Stored items
▼

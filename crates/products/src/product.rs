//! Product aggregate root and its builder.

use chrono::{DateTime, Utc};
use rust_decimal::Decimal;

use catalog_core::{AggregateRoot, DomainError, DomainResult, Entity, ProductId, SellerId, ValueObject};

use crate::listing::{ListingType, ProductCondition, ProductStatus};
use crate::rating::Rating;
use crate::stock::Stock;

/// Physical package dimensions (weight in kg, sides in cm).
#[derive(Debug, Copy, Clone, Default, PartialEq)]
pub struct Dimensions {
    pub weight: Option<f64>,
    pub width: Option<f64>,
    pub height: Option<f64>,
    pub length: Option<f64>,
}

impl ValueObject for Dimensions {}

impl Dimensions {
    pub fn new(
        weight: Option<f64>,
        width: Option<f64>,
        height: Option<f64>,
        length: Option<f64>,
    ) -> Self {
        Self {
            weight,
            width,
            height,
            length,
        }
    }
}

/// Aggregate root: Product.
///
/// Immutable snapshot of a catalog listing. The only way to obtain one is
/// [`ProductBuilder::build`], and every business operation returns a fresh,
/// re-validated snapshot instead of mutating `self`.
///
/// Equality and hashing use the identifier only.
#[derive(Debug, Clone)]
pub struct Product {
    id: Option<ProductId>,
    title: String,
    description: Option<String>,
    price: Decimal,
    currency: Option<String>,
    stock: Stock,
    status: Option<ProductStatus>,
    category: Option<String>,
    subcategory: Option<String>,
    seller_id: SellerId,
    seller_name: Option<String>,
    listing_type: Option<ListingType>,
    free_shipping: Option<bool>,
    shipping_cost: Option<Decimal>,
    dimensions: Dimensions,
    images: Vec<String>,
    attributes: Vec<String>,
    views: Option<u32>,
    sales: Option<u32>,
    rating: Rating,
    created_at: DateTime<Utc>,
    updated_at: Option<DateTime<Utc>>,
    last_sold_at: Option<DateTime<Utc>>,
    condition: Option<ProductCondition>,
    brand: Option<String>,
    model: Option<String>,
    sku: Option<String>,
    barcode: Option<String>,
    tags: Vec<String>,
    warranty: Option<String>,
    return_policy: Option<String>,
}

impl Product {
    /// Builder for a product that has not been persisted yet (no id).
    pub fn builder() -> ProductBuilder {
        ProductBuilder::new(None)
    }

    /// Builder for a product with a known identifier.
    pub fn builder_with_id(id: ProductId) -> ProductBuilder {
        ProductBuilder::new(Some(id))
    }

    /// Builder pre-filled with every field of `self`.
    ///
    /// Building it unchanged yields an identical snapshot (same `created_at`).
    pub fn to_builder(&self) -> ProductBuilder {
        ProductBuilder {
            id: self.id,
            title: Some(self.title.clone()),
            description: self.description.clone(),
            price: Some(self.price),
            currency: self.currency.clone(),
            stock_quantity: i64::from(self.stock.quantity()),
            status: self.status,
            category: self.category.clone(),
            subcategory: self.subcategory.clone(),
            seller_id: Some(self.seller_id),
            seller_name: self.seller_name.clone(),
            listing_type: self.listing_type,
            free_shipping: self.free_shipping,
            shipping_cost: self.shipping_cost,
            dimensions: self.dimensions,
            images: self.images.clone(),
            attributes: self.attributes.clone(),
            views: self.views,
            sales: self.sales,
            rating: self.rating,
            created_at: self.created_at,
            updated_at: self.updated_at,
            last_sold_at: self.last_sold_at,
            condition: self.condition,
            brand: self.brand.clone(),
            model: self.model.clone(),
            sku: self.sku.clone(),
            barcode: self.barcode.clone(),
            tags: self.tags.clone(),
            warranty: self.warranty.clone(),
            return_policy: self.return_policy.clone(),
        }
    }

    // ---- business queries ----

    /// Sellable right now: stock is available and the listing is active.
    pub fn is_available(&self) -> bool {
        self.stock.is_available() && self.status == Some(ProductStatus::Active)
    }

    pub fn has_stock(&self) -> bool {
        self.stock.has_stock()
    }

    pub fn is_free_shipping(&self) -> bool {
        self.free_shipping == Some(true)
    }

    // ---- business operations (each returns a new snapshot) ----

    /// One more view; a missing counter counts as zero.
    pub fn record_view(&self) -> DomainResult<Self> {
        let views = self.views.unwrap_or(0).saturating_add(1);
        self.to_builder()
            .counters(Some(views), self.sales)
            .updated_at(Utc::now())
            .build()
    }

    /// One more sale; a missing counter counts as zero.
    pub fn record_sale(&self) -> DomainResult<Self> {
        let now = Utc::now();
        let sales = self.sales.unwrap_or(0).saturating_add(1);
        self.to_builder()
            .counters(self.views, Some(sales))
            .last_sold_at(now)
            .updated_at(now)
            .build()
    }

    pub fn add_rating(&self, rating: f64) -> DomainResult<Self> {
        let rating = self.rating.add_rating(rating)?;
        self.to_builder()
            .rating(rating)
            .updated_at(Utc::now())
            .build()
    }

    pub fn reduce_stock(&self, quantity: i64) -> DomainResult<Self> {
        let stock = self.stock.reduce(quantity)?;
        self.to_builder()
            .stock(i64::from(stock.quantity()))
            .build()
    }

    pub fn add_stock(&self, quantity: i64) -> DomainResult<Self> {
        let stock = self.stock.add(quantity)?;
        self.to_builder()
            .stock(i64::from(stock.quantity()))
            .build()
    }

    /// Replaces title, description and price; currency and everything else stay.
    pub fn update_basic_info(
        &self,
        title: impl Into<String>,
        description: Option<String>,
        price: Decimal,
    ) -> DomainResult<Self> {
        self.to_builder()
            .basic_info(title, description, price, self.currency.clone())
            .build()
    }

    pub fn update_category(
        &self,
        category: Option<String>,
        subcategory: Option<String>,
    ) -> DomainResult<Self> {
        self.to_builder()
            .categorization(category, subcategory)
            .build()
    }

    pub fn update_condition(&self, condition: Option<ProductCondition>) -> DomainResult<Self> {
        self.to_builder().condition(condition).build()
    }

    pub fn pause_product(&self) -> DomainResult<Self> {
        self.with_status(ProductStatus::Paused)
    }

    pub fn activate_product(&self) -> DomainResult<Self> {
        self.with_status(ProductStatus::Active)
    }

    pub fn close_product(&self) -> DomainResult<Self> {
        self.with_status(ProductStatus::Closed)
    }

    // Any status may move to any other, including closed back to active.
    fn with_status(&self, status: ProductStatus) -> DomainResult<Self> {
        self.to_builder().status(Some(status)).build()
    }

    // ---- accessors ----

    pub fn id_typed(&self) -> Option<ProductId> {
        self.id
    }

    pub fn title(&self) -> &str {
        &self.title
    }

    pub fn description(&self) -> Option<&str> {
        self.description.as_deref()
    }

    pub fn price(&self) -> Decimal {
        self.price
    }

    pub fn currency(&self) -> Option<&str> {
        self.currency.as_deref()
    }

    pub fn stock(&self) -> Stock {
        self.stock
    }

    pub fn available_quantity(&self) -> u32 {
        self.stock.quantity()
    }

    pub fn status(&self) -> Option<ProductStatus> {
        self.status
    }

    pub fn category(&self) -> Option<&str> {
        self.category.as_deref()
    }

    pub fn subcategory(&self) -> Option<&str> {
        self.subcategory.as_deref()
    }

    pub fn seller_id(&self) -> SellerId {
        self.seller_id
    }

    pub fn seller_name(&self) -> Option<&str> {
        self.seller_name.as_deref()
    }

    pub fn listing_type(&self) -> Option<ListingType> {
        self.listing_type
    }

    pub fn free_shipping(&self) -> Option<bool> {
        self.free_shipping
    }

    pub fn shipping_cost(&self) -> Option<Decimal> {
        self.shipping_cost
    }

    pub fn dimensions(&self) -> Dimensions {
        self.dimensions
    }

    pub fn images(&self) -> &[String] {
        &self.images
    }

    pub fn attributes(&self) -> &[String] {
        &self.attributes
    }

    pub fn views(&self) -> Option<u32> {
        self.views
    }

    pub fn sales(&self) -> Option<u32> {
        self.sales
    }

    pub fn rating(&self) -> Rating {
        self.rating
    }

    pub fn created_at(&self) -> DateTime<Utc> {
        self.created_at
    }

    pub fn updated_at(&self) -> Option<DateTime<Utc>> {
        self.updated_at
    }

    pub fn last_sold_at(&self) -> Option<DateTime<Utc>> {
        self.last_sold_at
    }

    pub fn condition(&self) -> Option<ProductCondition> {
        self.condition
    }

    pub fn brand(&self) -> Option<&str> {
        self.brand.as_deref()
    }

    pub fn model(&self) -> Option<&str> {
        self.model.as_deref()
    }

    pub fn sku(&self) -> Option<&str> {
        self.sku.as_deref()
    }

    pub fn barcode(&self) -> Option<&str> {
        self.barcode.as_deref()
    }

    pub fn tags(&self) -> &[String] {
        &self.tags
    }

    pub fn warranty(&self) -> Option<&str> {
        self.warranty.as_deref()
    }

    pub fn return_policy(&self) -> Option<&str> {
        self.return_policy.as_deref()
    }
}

▲
▼

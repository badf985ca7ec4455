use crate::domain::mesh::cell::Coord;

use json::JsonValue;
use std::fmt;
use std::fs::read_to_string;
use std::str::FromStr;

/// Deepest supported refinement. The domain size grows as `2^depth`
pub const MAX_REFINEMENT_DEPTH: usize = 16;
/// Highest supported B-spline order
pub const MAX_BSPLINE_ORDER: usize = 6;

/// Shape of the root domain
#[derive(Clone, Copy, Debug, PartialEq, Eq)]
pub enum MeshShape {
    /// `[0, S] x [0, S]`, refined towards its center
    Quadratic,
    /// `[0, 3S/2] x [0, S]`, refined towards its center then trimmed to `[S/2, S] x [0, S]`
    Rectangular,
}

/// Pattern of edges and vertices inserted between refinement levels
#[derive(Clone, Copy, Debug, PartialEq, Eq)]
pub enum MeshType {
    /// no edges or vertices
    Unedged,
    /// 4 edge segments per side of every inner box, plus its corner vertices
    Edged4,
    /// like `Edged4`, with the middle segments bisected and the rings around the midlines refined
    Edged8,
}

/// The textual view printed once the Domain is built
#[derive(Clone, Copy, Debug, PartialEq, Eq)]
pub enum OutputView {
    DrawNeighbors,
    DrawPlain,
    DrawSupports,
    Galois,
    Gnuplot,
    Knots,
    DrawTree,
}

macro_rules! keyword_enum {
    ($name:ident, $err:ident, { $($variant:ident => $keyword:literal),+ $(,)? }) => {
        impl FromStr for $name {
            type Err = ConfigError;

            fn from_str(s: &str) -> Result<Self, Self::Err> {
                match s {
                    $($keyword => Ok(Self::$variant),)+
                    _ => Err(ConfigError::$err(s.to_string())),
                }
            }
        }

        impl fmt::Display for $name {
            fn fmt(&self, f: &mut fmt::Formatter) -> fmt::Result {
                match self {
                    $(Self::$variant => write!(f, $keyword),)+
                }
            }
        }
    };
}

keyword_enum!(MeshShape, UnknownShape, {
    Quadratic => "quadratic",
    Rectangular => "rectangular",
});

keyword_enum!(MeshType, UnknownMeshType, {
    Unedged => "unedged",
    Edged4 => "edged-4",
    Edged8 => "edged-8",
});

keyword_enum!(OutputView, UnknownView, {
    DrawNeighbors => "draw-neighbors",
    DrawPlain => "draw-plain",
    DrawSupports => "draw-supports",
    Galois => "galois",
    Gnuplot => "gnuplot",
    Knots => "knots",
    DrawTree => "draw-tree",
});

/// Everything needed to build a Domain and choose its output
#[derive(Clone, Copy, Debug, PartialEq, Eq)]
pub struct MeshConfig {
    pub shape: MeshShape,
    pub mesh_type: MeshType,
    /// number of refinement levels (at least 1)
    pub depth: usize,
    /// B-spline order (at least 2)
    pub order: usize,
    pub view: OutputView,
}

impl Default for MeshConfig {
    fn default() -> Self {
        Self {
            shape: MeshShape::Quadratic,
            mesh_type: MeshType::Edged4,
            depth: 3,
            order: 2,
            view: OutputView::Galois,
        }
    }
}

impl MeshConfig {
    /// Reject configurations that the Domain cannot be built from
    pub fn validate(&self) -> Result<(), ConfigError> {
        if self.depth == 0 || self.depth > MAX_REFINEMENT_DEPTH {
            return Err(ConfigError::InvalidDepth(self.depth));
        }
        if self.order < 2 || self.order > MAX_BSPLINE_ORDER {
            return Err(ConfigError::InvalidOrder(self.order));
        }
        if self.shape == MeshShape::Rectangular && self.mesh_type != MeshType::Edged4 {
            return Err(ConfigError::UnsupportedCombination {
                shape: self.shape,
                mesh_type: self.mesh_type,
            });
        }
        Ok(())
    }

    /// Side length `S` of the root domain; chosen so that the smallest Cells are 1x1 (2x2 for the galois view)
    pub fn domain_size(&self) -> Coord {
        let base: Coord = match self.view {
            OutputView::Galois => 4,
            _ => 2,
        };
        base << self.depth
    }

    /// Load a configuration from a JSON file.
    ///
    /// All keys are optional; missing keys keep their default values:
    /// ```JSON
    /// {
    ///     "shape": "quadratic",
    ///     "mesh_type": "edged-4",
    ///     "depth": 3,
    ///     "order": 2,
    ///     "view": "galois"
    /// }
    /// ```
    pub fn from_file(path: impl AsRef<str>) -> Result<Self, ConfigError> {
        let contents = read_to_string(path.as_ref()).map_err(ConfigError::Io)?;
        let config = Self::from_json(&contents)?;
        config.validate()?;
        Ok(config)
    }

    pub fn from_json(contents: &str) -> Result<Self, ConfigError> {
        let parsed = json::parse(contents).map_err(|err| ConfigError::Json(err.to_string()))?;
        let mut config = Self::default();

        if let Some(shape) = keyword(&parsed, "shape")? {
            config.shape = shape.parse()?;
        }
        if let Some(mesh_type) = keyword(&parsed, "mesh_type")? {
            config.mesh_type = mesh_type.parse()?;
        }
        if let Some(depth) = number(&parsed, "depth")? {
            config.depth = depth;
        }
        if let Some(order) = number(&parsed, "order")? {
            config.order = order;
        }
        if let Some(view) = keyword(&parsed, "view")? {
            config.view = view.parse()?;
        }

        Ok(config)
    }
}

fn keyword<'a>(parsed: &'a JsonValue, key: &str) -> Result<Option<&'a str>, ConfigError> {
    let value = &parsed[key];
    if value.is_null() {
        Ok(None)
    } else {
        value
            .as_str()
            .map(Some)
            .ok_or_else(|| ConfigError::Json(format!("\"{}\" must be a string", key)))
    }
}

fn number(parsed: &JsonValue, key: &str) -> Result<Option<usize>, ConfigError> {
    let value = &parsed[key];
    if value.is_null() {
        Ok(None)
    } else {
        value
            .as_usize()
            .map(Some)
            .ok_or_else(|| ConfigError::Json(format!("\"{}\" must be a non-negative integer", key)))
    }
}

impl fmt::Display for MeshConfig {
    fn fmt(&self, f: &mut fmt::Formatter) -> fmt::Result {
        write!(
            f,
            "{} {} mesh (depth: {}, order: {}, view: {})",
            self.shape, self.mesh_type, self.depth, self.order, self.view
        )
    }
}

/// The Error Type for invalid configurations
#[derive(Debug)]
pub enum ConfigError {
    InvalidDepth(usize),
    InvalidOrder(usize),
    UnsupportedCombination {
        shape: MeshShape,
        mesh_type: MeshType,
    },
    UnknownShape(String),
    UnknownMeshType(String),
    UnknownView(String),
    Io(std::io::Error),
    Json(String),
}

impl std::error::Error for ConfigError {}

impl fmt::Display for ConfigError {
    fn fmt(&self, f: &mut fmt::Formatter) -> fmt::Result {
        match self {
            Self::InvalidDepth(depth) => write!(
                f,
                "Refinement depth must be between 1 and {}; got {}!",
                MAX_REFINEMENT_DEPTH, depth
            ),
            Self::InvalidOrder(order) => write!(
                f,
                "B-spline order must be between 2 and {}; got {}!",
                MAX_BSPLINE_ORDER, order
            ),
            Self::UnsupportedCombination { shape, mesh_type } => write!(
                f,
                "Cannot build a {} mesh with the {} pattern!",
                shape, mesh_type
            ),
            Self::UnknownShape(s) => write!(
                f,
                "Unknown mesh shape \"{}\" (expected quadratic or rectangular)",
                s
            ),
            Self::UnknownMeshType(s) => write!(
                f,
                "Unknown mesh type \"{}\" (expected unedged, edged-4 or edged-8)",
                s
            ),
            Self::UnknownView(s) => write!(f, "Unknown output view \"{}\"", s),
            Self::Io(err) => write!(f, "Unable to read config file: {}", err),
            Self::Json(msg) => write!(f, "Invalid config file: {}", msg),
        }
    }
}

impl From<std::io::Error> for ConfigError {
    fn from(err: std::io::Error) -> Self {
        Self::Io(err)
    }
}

▲

**Task item:** Your reply is to repeat, unchanged, the lines above running from the one with "filename crates/products/src/product.rs" up to and including the one with "#[derive(Debug, Copy, Clone, Default, PartialEq)]".

**Task response:**
filename crates/products/src/product.rs
//! Product aggregate root and its builder.

use chrono::{DateTime, Utc};
use rust_decimal::Decimal;

use catalog_core::{AggregateRoot, DomainError, DomainResult, Entity, ProductId, SellerId, ValueObject};

use crate::listing::{ListingType, ProductCondition, ProductStatus};
use crate::rating::Rating;
use crate::stock::Stock;

/// Physical package dimensions (weight in kg, sides in cm).
#[derive(Debug, Copy, Clone, Default, PartialEq)]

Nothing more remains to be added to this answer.